机器之心2026-06-12 11:54
A system that can autonomously advance the AI research loop and has set new state-of-the-art results on three benchmark tests.

A few days ago, Anthropic published an article titled "When AI Builds Itself", which quickly sparked extensive discussions. The article revealed a set of eye - catching internal data: As of May 2026, over 80% of the code in Anthropic's codebase had been written by Claude, and the daily code merge volume of engineers was 8 times that of 2024. In an internal test, Claude increased the running speed of a training code by about 52 times compared to the benchmark, while an experienced human researcher usually takes 4 to 8 hours to achieve a 4 - fold acceleration.

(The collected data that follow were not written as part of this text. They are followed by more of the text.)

//! Style catalog – named text presets keyed by semantic [`Role`].
//!
//! Two parallel palettes exist: the customer receipt (brand green accent,
//! warm story cards) and the kitchen ticket (large monochrome type for a
//! thermal-width page). Both are static configuration.

/// Horizontal alignment of a text run inside its box.
#[derive(Debug, Clone, Copy, PartialEq, Eq)]
pub enum TextAlign {
    Left,
    Center,
    Right,
}

#[derive(Debug, Clone, Copy, PartialEq, Eq)]
pub enum FontWeight {
    Normal,
    Bold,
}

#[derive(Debug, Clone, Copy, PartialEq, Eq)]
pub enum FontStyle {
    Normal,
    Italic,
}

/// RGBA colour (0.0 – 1.0).
#[derive(Debug, Clone, Copy, PartialEq)]
pub struct Color {
    pub r: f32,
    pub g: f32,
    pub b: f32,
    pub a: f32,
}

impl Color {
    pub const BLACK: Self = Self {
        r: 0.0,
        g: 0.0,
        b: 0.0,
        a: 1.0,
    };
    /// The "grey" of the receipt subtitles and footer.
    pub const GREY: Self = Self::rgb(0x80, 0x80, 0x80);

    pub const fn rgb(r: u8, g: u8, b: u8) -> Self {
        Self {
            r: r as f32 / 255.0,
            g: g as f32 / 255.0,
            b: b as f32 / 255.0,
            a: 1.0,
        }
    }

    pub fn is_transparent(&self) -> bool {
        self.a < 0.001
    }

    pub fn to_array(self) -> [f32; 4] {
        [self.r, self.g, self.b, self.a]
    }
}

// ---------------------------------------------------------------------------
// Brand colours
// ---------------------------------------------------------------------------

/// WhatsApp-style brand green, the customer palette accent.
pub const BRAND_GREEN: Color = Color::rgb(0x25, 0xD3, 0x66);
pub const STORY_TEXT: Color = Color::rgb(0x44, 0x44, 0x44);
pub const TABLE_HEADER_FILL: Color = Color::rgb(0xF0, 0xF0, 0xF0);
pub const TABLE_HEADER_TEXT: Color = Color::rgb(0x33, 0x33, 0x33);
pub const TABLE_GRID: Color = Color::rgb(0xDD, 0xDD, 0xDD);
pub const OWNER_CARD_FILL: Color = Color::rgb(0xFF, 0xF8, 0xF0);
pub const OWNER_CARD_BORDER: Color = Color::rgb(0xE0, 0x70, 0x20);
pub const DRIVER_CARD_FILL: Color = Color::rgb(0xF0, 0xFF, 0xF4);
pub const DRIVER_CARD_BORDER: Color = BRAND_GREEN;

/// Colours of a tinted story card.
#[derive(Debug, Clone, Copy, PartialEq)]
pub struct CardStyle {
    pub background: Color,
    pub border: Color,
    pub border_width: f32,
    pub padding: f32,
}

pub const OWNER_CARD: CardStyle = CardStyle {
    background: OWNER_CARD_FILL,
    border: OWNER_CARD_BORDER,
    border_width: 2.0,
    padding: 10.0,
};

pub const DRIVER_CARD: CardStyle = CardStyle {
    background: DRIVER_CARD_FILL,
    border: DRIVER_CARD_BORDER,
    border_width: 2.0,
    padding: 10.0,
};

// ---------------------------------------------------------------------------
// Text styles
// ---------------------------------------------------------------------------

/// Fully resolved style for one run of text.
#[derive(Debug, Clone, PartialEq)]
pub struct TextStyle {
    pub font_size: f32,
    pub font_weight: FontWeight,
    pub font_style: FontStyle,
    pub color: Color,
    pub text_align: TextAlign,
    /// Line height as a multiple of `font_size`.
    pub line_height: f32,
    pub space_before: f32,
    pub space_after: f32,
}

impl Default for TextStyle {
    fn default() -> Self {
        Self {
            font_size: 10.0,
            font_weight: FontWeight::Normal,
            font_style: FontStyle::Normal,
            color: Color::BLACK,
            text_align: TextAlign::Left,
            line_height: 1.2,
            space_before: 0.0,
            space_after: 0.0,
        }
    }
}

impl TextStyle {
    pub fn is_bold(&self) -> bool {
        self.font_weight == FontWeight::Bold
    }

    pub fn bold(mut self) -> Self {
        self.font_weight = FontWeight::Bold;
        self
    }

    pub fn italic(mut self) -> Self {
        self.font_style = FontStyle::Italic;
        self
    }

    pub fn aligned(mut self, align: TextAlign) -> Self {
        self.text_align = align;
        self
    }
}

/// Semantic role of a piece of text on either document.
#[derive(Debug, Clone, Copy, PartialEq, Eq, Hash)]
pub enum Role {
    Title,
    Subtitle,
    Body,
    Emphasis,
    SectionHeader,
    Story,
    TableHeader,
    TableCell,
    TotalsLabel,
    TotalsValue,
    GrandTotalLabel,
    GrandTotalValue,
    Footer,
    ThankYou,
    OrderNumber,
    Item,
    Note,
    PrintTime,
}

/// Which document a palette belongs to.
#[derive(Debug, Clone, Copy, PartialEq, Eq)]
pub enum Palette {
    Customer,
    Kitchen,
}

/// A fixed role → style mapping.
#[derive(Debug, Clone, Copy, PartialEq, Eq)]
pub struct StyleCatalog {
    palette: Palette,
}

impl StyleCatalog {
    pub const fn customer() -> Self {
        Self {
            palette: Palette::Customer,
        }
    }

    pub const fn kitchen() -> Self {
        Self {
            palette: Palette::Kitchen,
        }
    }

    pub fn palette(&self) -> Palette {
        self.palette
    }

    /// Accent colour used for rules and emphasised values.
    pub fn accent(&self) -> Color {
        match self.palette {
            Palette::Customer => BRAND_GREEN,
            Palette::Kitchen => Color::BLACK,
        }
    }

    pub fn get(&self, role: Role) -> TextStyle {
        match self.palette {
            Palette::Customer => customer_style(role),
            Palette::Kitchen => kitchen_style(role),
        }
    }
}

fn customer_style(role: Role) -> TextStyle {
    let base = TextStyle::default();
    match role {
        Role::Title => TextStyle {
            font_size: 18.0,
            text_align: TextAlign::Center,
            color: BRAND_GREEN,
            space_after: 6.0,
            ..base
        }
        .bold(),
        Role::Subtitle => TextStyle {
            text_align: TextAlign::Center,
            color: Color::GREY,
            ..base
        },
        Role::Body => base,
        Role::Emphasis => base.bold(),
        Role::SectionHeader => TextStyle {
            font_size: 12.0,
            color: BRAND_GREEN,
            space_before: 12.0,
            space_after: 6.0,
            ..base
        }
        .bold(),
        Role::Story => TextStyle {
            font_size: 9.0,
            color: STORY_TEXT,
            line_height: 12.0 / 9.0,
            space_before: 6.0,
            space_after: 6.0,
            ..base
        },
        Role::TableHeader => TextStyle {
            color: TABLE_HEADER_TEXT,
            ..base
        }
        .bold(),
        Role::TableCell | Role::Item => base,
        Role::TotalsLabel => base.aligned(TextAlign::Right),
        Role::TotalsValue => base.aligned(TextAlign::Right),
        Role::GrandTotalLabel => TextStyle {
            font_size: 14.0,
            text_align: TextAlign::Right,
            ..base
        }
        .bold(),
        Role::GrandTotalValue => TextStyle {
            font_size: 14.0,
            text_align: TextAlign::Right,
            color: BRAND_GREEN,
            ..base
        }
        .bold(),
        Role::Footer => TextStyle {
            font_size: 9.0,
            text_align: TextAlign::Center,
            color: Color::GREY,
            ..base
        },
        Role::ThankYou => TextStyle {
            font_size: 12.0,
            text_align: TextAlign::Center,
            color: BRAND_GREEN,
            ..base
        }
        .bold(),
        Role::OrderNumber => base.bold(),
        Role::Note => base.italic(),
        Role::PrintTime => TextStyle {
            font_size: 8.0,
            text_align: TextAlign::Center,
            color: Color::GREY,
            ..base
        },
    }
}

fn kitchen_style(role: Role) -> TextStyle {
    let normal = TextStyle {
        font_size: 10.0,
        space_after: 2.0,
        ..TextStyle::default()
    };
    let item = TextStyle {
        font_size: 14.0,
        space_after: 4.0,
        ..TextStyle::default()
    }
    .bold();
    match role {
        Role::Title => TextStyle {
            font_size: 16.0,
            text_align: TextAlign::Center,
            space_after: 4.0,
            ..TextStyle::default()
        }
        .bold(),
        Role::OrderNumber => TextStyle {
            font_size: 24.0,
            text_align: TextAlign::Center,
            space_after: 8.0,
            ..TextStyle::default()
        }
        .bold(),
        Role::Item
        | Role::Emphasis
        | Role::SectionHeader
        | Role::GrandTotalLabel
        | Role::GrandTotalValue => item,
        Role::PrintTime | Role::Footer => TextStyle {
            font_size: 8.0,
            text_align: TextAlign::Center,
            color: Color::GREY,
            ..TextStyle::default()
        },
        Role::Subtitle | Role::ThankYou => normal.aligned(TextAlign::Center),
        Role::TableHeader => normal.bold(),
        Role::Body
        | Role::Story
        | Role::TableCell
        | Role::TotalsLabel
        | Role::TotalsValue
        | Role::Note => normal,
    }
}

#[cfg(test)]
mod tests {
    use super::*;

    const ALL_ROLES: [Role; 18] = [
        Role::Title,
        Role::Subtitle,
        Role::Body,
        Role::Emphasis,
        Role::SectionHeader,
        Role::Story,
        Role::TableHeader,
        Role::TableCell,
        Role::TotalsLabel,
        Role::TotalsValue,
        Role::GrandTotalLabel,
        Role::GrandTotalValue,
        Role::Footer,
        Role::ThankYou,
        Role::OrderNumber,
        Role::Item,
        Role::Note,
        Role::PrintTime,
    ];

    #[test]
    fn kitchen_order_number_is_largest() {
        let kitchen = StyleCatalog::kitchen();
        let largest = kitchen.get(Role::OrderNumber).font_size;
        for role in ALL_ROLES {
            if role != Role::OrderNumber {
                assert!(kitchen.get(role).font_size < largest, "{role:?}");
            }
        }
    }

    #[test]
    fn kitchen_palette_is_monochrome_except_print_time() {
        let kitchen = StyleCatalog::kitchen();
        for role in ALL_ROLES {
            let style = kitchen.get(role);
            if matches!(role, Role::PrintTime | Role::Footer) {
                assert_eq!(style.color, Color::GREY);
            } else {
                assert_eq!(style.color, Color::BLACK, "{role:?}");
            }
        }
    }

    #[test]
    fn customer_accents_are_green() {
        let customer = StyleCatalog::customer();
        assert_eq!(customer.accent(), BRAND_GREEN);
        assert_eq!(customer.get(Role::Title).color, BRAND_GREEN);
        assert_eq!(customer.get(Role::GrandTotalValue).color, BRAND_GREEN);
        assert!(customer.get(Role::GrandTotalValue).font_size > customer.get(Role::TotalsValue).font_size);
    }
}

Anthropic points this trajectory towards a deeper destination: "Recursive self - improvement" — an AI system autonomously designs, builds, and trains its subsequent versions, and humans no longer drive every step. Notably, the company also calls for industry coordination to have the option to suspend or even temporarily halt the development of cutting - edge AI when the moment of recursive self - improvement arrives. And Anthropic is already doing so: restricting the use of the latest Claude Fable 5 in the research and development of cutting - edge AI.

Now, Recursive Superintelligence has announced that it has taken the first step towards automated AI research.

This new company co - founded by Tian Yuandong has only been out of stealth mode for a month, and now it has released its first public technical achievement. They have built an open - source automated knowledge discovery system and achieved SOTA results in three benchmark tests. Simply put, they have successfully made AI run experiments for you.

https://x.com/tydsh/status/2065062838255649082

First - step achievement: Let AI run experiments for you

Recursive's first public technical achievement is named "First Steps Toward Automated AI Research".

Tweet: https://x.com/Recursive_SI/status/2064980090702962699

Repository address: https://github.com/recursive-org/first-steps-toward-automated-ai-research

Blog address: https://www.recursive.com/articles/first-steps-toward-automated-ai-research

In a nutshell, the core of this work is: Built a system that can autonomously advance the AI research cycle and refreshed the best results in three benchmark tests.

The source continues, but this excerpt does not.